Extracted entries Start Marker

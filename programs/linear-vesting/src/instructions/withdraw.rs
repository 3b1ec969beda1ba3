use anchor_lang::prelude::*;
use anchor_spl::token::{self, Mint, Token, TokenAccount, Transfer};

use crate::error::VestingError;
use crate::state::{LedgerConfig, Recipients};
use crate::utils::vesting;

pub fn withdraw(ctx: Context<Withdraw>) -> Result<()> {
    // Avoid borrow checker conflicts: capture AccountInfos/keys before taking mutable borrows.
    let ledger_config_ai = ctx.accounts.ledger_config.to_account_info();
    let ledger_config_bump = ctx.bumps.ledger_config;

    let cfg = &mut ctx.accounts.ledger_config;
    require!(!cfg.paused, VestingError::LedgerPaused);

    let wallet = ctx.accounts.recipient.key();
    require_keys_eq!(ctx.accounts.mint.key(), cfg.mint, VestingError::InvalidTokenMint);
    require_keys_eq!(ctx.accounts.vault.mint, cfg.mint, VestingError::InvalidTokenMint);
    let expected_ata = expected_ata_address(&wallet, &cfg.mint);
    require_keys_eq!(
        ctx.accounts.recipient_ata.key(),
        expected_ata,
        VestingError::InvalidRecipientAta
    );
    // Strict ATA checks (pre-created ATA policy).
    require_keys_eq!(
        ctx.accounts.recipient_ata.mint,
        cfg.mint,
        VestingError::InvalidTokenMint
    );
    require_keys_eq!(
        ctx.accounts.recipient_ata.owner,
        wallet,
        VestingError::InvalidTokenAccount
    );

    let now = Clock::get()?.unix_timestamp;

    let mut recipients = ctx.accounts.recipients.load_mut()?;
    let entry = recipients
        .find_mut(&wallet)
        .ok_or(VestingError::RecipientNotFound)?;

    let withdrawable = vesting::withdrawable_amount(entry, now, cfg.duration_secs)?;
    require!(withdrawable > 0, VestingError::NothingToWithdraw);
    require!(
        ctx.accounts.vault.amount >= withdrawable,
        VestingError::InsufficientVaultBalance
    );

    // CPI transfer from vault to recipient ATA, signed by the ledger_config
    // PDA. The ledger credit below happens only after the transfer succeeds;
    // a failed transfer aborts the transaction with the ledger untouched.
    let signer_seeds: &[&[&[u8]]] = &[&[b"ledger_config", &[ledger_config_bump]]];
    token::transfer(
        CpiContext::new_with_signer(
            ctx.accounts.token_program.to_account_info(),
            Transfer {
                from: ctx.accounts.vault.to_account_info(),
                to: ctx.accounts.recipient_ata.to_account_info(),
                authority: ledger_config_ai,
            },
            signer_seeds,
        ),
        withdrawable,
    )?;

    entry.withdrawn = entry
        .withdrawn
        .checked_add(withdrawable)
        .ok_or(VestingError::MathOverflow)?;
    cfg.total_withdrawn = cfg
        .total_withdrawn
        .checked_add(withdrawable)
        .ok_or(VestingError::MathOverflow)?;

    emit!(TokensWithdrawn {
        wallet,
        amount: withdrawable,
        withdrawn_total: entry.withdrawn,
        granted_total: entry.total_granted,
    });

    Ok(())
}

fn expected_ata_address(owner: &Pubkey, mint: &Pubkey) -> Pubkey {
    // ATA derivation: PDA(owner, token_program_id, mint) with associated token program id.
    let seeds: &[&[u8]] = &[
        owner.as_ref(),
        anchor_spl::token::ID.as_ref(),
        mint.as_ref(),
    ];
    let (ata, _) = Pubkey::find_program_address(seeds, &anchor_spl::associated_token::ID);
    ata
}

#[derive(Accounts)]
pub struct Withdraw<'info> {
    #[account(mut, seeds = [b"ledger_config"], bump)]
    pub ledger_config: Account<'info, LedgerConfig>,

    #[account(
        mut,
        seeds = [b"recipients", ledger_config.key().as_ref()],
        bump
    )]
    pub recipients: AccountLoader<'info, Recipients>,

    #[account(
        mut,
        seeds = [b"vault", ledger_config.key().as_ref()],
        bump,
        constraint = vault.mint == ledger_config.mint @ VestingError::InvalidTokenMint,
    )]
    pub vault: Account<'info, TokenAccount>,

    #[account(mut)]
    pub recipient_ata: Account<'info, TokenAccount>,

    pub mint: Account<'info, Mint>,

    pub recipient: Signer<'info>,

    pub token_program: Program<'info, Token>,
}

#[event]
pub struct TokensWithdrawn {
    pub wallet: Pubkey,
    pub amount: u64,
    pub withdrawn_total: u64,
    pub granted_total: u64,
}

Extracted entries End Marker
Extracted entries Start Marker

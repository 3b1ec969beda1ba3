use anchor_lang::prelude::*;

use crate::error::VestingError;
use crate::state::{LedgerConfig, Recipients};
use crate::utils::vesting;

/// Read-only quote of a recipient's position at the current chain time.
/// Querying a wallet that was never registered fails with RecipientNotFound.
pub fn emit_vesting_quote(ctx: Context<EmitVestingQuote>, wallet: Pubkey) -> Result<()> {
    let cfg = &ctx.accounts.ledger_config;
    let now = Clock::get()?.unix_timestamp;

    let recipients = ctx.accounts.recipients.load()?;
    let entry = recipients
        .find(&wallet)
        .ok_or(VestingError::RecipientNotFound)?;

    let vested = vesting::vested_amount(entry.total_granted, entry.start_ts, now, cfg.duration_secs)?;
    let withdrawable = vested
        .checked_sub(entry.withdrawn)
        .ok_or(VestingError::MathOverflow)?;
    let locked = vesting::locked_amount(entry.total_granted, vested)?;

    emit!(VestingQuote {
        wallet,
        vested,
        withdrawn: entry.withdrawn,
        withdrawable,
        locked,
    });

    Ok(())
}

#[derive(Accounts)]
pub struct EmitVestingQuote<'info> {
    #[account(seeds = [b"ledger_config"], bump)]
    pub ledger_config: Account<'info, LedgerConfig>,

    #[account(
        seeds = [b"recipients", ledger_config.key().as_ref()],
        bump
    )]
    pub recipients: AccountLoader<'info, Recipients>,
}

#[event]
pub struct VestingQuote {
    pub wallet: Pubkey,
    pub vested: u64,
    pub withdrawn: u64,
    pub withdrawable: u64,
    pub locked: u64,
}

Extracted entries End Marker

**Task instructions**. Set down, unchanged, only those lines above that fall between the line with "filename programs/linear-vesting/src/instructions/withdraw.rs" and the line with "the transfer succeeds;", the two end lines included.

**Answer section**.
filename programs/linear-vesting/src/instructions/withdraw.rs
repository 3b1ec969beda1ba3
use anchor_lang::prelude::*;
use anchor_spl::token::{self, Mint, Token, TokenAccount, Transfer};

use crate::error::VestingError;
use crate::state::{LedgerConfig, Recipients};
use crate::utils::vesting;

pub fn withdraw(ctx: Context<Withdraw>) -> Result<()> {
    // Avoid borrow checker conflicts: capture AccountInfos/keys before taking mutable borrows.
    let ledger_config_ai = ctx.accounts.ledger_config.to_account_info();
    let ledger_config_bump = ctx.bumps.ledger_config;

    let cfg = &mut ctx.accounts.ledger_config;
    require!(!cfg.paused, VestingError::LedgerPaused);

    let wallet = ctx.accounts.recipient.key();
    require_keys_eq!(ctx.accounts.mint.key(), cfg.mint, VestingError::InvalidTokenMint);
    require_keys_eq!(ctx.accounts.vault.mint, cfg.mint, VestingError::InvalidTokenMint);
    let expected_ata = expected_ata_address(&wallet, &cfg.mint);
    require_keys_eq!(
        ctx.accounts.recipient_ata.key(),
        expected_ata,
        VestingError::InvalidRecipientAta
    );
    // Strict ATA checks (pre-created ATA policy).
    require_keys_eq!(
        ctx.accounts.recipient_ata.mint,
        cfg.mint,
        VestingError::InvalidTokenMint
    );
    require_keys_eq!(
        ctx.accounts.recipient_ata.owner,
        wallet,
        VestingError::InvalidTokenAccount
    );

    let now = Clock::get()?.unix_timestamp;

    let mut recipients = ctx.accounts.recipients.load_mut()?;
    let entry = recipients
        .find_mut(&wallet)
        .ok_or(VestingError::RecipientNotFound)?;

    let withdrawable = vesting::withdrawable_amount(entry, now, cfg.duration_secs)?;
    require!(withdrawable > 0, VestingError::NothingToWithdraw);
    require!(
        ctx.accounts.vault.amount >= withdrawable,
        VestingError::InsufficientVaultBalance
    );

    // CPI transfer from vault to recipient ATA, signed by the ledger_config
    // PDA. The ledger credit below happens only after the transfer succeeds;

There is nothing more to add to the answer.